___ Material for this exercise

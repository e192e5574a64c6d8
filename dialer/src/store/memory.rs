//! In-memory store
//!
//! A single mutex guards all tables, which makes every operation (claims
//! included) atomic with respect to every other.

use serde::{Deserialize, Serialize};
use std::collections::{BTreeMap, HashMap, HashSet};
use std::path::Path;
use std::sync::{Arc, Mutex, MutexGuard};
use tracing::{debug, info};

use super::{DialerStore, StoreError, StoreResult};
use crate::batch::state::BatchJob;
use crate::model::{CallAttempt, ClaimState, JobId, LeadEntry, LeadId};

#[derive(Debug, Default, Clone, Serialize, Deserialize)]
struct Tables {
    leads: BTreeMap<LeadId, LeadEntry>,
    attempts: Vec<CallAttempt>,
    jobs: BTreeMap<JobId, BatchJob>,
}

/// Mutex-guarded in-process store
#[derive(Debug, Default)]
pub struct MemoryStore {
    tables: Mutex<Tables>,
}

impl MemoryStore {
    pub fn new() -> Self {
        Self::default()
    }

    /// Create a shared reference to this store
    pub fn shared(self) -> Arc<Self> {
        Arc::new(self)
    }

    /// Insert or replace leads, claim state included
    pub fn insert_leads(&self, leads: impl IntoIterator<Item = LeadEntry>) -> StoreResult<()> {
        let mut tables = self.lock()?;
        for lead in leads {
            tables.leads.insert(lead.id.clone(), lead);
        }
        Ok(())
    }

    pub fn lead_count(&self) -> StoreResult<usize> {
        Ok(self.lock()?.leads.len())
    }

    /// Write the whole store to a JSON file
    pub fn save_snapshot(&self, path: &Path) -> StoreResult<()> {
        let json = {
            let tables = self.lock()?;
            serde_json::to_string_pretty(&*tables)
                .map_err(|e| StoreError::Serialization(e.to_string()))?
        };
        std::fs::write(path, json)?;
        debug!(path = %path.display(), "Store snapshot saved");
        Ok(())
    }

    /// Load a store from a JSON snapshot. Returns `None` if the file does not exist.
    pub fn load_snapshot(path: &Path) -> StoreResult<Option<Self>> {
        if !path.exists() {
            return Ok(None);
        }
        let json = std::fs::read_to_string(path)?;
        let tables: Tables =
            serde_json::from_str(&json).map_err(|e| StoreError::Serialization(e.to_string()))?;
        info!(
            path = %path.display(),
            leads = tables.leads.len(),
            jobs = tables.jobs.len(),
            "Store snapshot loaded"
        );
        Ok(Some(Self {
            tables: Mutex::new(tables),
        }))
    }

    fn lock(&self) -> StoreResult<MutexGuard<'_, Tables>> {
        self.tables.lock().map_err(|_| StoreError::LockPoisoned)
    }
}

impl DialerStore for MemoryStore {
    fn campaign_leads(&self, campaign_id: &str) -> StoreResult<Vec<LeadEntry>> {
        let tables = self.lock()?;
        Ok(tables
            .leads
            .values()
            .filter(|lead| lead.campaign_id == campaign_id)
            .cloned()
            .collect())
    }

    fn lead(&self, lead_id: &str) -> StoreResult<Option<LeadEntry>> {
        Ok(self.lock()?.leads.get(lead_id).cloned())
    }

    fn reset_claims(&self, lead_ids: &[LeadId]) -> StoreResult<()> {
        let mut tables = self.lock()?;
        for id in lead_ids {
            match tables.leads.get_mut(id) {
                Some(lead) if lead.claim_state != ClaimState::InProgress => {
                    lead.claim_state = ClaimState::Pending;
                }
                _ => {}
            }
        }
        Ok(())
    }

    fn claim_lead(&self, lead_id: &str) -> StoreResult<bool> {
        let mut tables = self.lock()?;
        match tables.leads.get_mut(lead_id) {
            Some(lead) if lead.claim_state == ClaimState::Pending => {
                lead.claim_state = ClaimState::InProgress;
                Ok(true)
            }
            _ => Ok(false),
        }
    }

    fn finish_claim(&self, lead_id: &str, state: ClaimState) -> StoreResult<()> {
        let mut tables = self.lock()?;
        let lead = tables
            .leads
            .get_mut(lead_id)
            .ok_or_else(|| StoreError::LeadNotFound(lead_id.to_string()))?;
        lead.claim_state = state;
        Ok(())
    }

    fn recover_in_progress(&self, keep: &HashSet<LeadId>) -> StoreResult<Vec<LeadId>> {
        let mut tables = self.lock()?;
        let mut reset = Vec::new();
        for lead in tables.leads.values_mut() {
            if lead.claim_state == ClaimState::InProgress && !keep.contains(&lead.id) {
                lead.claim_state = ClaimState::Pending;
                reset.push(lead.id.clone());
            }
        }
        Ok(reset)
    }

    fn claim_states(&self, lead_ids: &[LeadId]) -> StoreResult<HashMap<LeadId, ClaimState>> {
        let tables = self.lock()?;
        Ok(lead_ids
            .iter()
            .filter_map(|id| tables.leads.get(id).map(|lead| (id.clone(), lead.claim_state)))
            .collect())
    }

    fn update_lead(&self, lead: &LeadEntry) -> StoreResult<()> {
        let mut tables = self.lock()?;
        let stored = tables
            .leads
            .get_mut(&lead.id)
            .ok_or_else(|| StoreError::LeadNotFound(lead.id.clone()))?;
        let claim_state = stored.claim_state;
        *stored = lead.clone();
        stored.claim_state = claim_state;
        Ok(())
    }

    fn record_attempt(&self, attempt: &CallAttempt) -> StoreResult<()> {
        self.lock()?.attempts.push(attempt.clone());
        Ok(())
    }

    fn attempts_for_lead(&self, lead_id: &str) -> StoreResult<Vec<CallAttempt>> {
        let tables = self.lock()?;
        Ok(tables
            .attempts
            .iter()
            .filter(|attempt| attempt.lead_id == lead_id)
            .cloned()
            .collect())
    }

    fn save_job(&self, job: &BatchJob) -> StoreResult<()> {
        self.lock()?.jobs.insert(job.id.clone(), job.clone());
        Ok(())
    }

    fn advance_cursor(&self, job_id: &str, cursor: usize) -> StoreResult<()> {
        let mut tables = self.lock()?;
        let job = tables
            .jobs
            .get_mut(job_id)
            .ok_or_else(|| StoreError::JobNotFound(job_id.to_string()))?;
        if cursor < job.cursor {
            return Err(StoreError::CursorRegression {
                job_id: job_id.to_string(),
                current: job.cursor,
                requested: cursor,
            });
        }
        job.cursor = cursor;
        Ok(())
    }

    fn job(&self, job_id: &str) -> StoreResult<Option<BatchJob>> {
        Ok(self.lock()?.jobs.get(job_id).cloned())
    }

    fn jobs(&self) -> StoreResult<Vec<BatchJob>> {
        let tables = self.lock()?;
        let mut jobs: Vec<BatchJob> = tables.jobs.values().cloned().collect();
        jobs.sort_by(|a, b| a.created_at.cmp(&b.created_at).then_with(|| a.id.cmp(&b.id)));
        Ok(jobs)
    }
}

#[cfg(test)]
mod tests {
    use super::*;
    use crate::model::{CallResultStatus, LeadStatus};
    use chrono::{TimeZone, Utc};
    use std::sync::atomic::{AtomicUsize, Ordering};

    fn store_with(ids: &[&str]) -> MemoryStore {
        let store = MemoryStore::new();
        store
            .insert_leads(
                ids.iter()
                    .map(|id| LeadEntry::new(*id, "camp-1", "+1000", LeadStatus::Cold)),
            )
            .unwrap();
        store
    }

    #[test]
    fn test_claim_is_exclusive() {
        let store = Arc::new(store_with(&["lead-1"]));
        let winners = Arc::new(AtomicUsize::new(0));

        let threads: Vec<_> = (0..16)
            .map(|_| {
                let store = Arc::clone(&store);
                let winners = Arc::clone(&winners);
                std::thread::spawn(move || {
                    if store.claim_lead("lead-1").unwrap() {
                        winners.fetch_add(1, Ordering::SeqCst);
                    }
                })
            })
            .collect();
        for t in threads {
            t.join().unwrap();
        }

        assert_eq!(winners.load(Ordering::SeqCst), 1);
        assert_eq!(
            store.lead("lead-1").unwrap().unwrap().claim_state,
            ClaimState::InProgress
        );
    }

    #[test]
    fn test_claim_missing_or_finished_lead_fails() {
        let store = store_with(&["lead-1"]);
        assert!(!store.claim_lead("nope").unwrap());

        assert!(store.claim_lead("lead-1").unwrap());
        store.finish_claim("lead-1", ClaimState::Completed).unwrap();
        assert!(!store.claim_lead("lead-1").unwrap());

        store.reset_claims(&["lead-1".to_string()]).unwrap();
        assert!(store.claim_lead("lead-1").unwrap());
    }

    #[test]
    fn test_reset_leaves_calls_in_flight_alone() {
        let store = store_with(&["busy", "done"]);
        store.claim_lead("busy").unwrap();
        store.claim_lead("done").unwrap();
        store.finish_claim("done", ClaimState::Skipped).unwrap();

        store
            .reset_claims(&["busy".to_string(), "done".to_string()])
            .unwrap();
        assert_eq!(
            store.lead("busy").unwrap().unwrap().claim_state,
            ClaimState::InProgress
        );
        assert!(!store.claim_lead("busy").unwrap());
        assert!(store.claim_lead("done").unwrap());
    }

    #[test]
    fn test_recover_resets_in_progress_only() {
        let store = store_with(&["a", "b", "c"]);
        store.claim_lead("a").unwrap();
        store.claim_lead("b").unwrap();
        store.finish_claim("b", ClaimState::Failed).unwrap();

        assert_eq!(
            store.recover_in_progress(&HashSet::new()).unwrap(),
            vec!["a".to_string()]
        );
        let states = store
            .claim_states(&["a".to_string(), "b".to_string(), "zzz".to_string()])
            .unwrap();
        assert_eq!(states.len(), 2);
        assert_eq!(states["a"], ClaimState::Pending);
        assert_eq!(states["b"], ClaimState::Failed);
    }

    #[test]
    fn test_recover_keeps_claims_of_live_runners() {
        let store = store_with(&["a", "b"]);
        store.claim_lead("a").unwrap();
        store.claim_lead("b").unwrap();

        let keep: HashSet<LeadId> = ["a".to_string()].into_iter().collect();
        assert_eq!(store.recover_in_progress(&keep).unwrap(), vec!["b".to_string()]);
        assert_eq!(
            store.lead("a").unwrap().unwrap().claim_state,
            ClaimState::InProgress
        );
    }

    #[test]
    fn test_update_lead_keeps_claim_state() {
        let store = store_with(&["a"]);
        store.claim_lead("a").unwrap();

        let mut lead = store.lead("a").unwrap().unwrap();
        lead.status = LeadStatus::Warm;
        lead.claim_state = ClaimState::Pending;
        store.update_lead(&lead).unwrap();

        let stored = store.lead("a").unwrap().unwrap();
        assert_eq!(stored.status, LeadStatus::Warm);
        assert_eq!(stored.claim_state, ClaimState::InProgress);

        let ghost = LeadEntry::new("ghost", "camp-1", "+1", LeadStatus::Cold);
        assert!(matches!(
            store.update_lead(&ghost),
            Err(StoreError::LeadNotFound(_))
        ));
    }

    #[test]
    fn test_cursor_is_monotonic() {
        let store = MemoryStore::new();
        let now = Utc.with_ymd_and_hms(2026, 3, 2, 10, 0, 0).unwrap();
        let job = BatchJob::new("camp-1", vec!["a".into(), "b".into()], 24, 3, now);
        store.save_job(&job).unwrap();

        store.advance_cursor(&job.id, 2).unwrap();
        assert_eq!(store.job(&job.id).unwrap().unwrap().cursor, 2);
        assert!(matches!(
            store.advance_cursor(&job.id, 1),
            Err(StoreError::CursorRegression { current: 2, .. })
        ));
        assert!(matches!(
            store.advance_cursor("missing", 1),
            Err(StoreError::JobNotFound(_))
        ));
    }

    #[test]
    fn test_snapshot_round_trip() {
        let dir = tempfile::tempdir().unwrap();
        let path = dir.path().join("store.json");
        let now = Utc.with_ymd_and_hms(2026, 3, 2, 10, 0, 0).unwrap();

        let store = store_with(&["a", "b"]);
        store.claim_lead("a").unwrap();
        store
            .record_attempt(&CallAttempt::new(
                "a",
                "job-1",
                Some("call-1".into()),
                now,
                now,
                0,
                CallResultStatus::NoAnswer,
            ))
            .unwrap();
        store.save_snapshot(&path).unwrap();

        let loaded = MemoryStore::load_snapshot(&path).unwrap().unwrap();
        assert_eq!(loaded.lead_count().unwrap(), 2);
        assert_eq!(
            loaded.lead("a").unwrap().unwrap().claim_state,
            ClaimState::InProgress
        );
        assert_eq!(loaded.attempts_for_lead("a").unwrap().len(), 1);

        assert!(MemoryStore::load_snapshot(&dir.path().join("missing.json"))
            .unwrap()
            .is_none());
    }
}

______

Determine how many lines in the records contain "stored", and reply with the number only.

7